Surrealism is by far one of the most interesting film genres, if not the most accessible or enjoyable. It aims to shock and confuse, to create an eventful experience that usually makes zero sense. Problem is, as well crafted as they may be, it’s hard to appeal to most audiences in this case, as most surrealist films alienate those who watch. Well, it’s still a wild ride, but High Rise is one of the most accessible surrealist films in recent years.
Now, it’s accessibility comes from not being strictly surreal; the narrative isn’t linear, but there’s definitely one there. Robert Laing (Tom Hiddleston) is a physiology doctor who moves into a high rise apartment complex, where the rich live at the top and the poor live at the bottom. With Laing’s arrival, the barriers start to get broken, and before long, chaos ensues. High Rise is enthralling for it’s first two acts; it’s so wonderfully weird and random.
A lot of the time, it’s hard to tell what’s going on, but that almost doesn’t matter. In fact, that actually helps. The way it delves deep into these inexplicable oddities yet maintains an overarching message of class war is deliriously entertaining to watch, and that’s in large part due to the cast. Tom Hiddleston is as charming as ever, offering one of the best acts of his career yet. Sienna Miller, Jeremy Irons and Elisabeth Moss all do a fine job of their characters, but the real show stealer is by far Luke Evans as documentary filmmaker Richard Wilder. Evans completely loses himself in the role. There isn’t a single shade of the real man left, he is 100% the character. Wilder is rambunctious, angry and an absolute delight to watch. Evans deserves as many awards as he can get for what is definitely the finest performance he’s ever given.

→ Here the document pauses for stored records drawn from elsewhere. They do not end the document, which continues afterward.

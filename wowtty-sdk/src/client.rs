//! Request-send side of the engine boundary.
//!
//! The session layer talks to the engine exclusively through [`Connection`]
//! (and the [`Chat`]/[`Social`] capabilities built on top of it). Requests are
//! fire-and-forget: replies arrive later as [`crate::event::Event`]s, never as
//! return values, so nothing here blocks the reactor.

use tokio::sync::mpsc;

use crate::types::{Character, ChatMessage, SocialEntry};

/// Every operation the session layer can ask the engine to perform.
#[derive(Debug, Clone)]
pub enum Request {
    Chat(ChatMessage),
    JoinChannel(String),
    LeaveChannel(String),
    AddFriend(String),
    RemoveFriend(String),
    AddIgnore(String),
    RemoveIgnore(String),
    Login(Character),
    Logout,
    GuildRoster,
    ItemQuery(u32),
    QuestQuery(u32),
    NameQuery(String),
    Quit,
}

/// Cloneable handle to the engine's request queue.
///
/// A handle outlives the transport it was created for; after the engine
/// reconnects, sends on the stale handle are dropped with a warning and the
/// session is expected to switch to the handle delivered in
/// [`crate::event::Event::Reconnected`].
#[derive(Debug, Clone)]
pub struct Connection {
    req_tx: mpsc::UnboundedSender<Request>,
}

impl Connection {
    /// Create a connection handle and the engine-side receiver feeding it.
    pub fn pair() -> (Self, mpsc::UnboundedReceiver<Request>) {
        let (req_tx, req_rx) = mpsc::unbounded_channel();
        (Self { req_tx }, req_rx)
    }

    pub fn send(&self, request: Request) {
        if self.req_tx.send(request).is_err() {
            tracing::warn!("engine is gone, request dropped");
        }
    }

    pub fn login(&self, character: &Character) {
        self.send(Request::Login(character.clone()));
    }

    pub fn logout(&self) {
        self.send(Request::Logout);
    }

    pub fn guild_roster(&self) {
        self.send(Request::GuildRoster);
    }

    pub fn item_query(&self, id: u32) {
        self.send(Request::ItemQuery(id));
    }

    pub fn quest_query(&self, id: u32) {
        self.send(Request::QuestQuery(id));
    }

    pub fn name_query(&self, name: &str) {
        self.send(Request::NameQuery(name.to_string()));
    }

    pub fn quit(&self) {
        self.send(Request::Quit);
    }
}

/// Channel/whisper/say messaging capability, valid while logged in.
#[derive(Debug, Clone)]
pub struct Chat {
    conn: Connection,
}

impl Chat {
    pub fn new(conn: Connection) -> Self {
        Self { conn }
    }

    pub fn send(&self, message: ChatMessage) {
        self.conn.send(Request::Chat(message));
    }

    pub fn join(&self, channel: &str) {
        self.conn.send(Request::JoinChannel(channel.to_string()));
    }

    pub fn leave(&self, channel: &str) {
        self.conn.send(Request::LeaveChannel(channel.to_string()));
    }
}

/// Friend and ignore list capability, valid while logged in.
///
/// The list snapshots are the ones delivered at login; mutations are sent to
/// the server and take effect there.
#[derive(Debug, Clone)]
pub struct Social {
    conn: Connection,
    pub friends: Vec<SocialEntry>,
    pub ignores: Vec<SocialEntry>,
}

impl Social {
    pub fn new(conn: Connection, friends: Vec<SocialEntry>, ignores: Vec<SocialEntry>) -> Self {
        Self { conn, friends, ignores }
    }

    pub fn friend(&self, name: &str) {
        self.conn.send(Request::AddFriend(name.to_string()));
    }

    pub fn unfriend(&self, name: &str) {
        self.conn.send(Request::RemoveFriend(name.to_string()));
    }

    pub fn ignore(&self, name: &str) {
        self.conn.send(Request::AddIgnore(name.to_string()));
    }

    pub fn unignore(&self, name: &str) {
        self.conn.send(Request::RemoveIgnore(name.to_string()));
    }

    pub fn online(&self) -> impl Iterator<Item = &SocialEntry> {
        self.friends.iter().filter(|e| e.online)
    }
}

#[cfg(test)]
mod tests {
    use super::*;
    use crate::types::{Language, MessageType};

    #[tokio::test]
    async fn requests_arrive_in_send_order() {
        let (conn, mut rx) = Connection::pair();
        conn.guild_roster();
        conn.item_query(17);
        conn.name_query("Kael");

        assert!(matches!(rx.recv().await, Some(Request::GuildRoster)));
        assert!(matches!(rx.recv().await, Some(Request::ItemQuery(17))));
        match rx.recv().await {
            Some(Request::NameQuery(name)) => assert_eq!(name, "Kael"),
            other => panic!("unexpected request: {other:?}"),
        }
    }

    #[tokio::test]
    async fn send_after_engine_drop_does_not_panic() {
        let (conn, rx) = Connection::pair();
        drop(rx);
        conn.send(Request::Logout);
    }

    #[tokio::test]
    async fn chat_capability_wraps_messages() {
        let (conn, mut rx) = Connection::pair();
        let chat = Chat::new(conn);
        chat.send(ChatMessage::new(MessageType::Say, Language::Common, 9, "hello"));
        chat.join("world");

        match rx.recv().await {
            Some(Request::Chat(msg)) => {
                assert_eq!(msg.kind, MessageType::Say);
                assert_eq!(msg.sender, 9);
            }
            other => panic!("unexpected request: {other:?}"),
        }
        match rx.recv().await {
            Some(Request::JoinChannel(chan)) => assert_eq!(chan, "world"),
            other => panic!("unexpected request: {other:?}"),
        }
    }

    #[test]
    fn social_online_filters_offline_friends() {
        let (conn, _rx) = Connection::pair();
        let social = Social::new(
            conn,
            vec![
                SocialEntry { guid: 1, name: "Ana".into(), online: true },
                SocialEntry { guid: 2, name: "Bor".into(), online: false },
            ],
            Vec::new(),
        );
        let online: Vec<_> = social.online().map(|e| e.name.as_str()).collect();
        assert_eq!(online, ["Ana"]);
    }
}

Adding to the unbelievable atmosphere is the stunning use of camera; Whatever the occassion, Ben Wheatley knows exactly what he’s doing to keep his films engaging and interesting visually, and High Rise is truly a sight to behold. The cinematography is beyond stunning, the colours vibrant, the editing quick when it needs to be and slow when it doesn’t, and a soundtrack that is to die for. It is by far one of the most exceptionally crafted films of the year, and further proof that Wheatley is one of the best directors working.
Where this film falls apart is in it’s third act; the first two are chaotic and random, and it’s a rather nice serving to eat up fast. However, it gets very tired after a while. Without spoiling it, the film finds itself in a certain state towards the end, and that state just isn’t anywhere near as interesting as it was before. It does frankly get quite boring, though had the film been a tad shorter, it might not have felt this way.
Still, it’s not enough to tarnish what is otherwise an enthralling big ball of madness. High Rise is tantalizingly weird, expertly performed, and phenomenally crafted. It’s an often confusing but deliriously fun experience that holds up as one of the best films of the year so far.